* Aim of the task
What lines in the material hold the string "AppError"? Return every one of them.
··· Available data ···
pub mod security_headers;
pub mod tracing;
//! service-core: Shared infrastructure for the pdf-uploader workspace.
pub mod config;
pub mod error;
pub mod middleware;
pub mod observability;

pub use axum;
pub use tracing;
use service_core::error::AppError;

pub async fn metrics() -> Result<String, AppError> {
    Ok(crate::services::metrics::get_metrics()?)
}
···
* Solution to this problem
use service_core::error::AppError;
pub async fn metrics() -> Result<String, AppError> {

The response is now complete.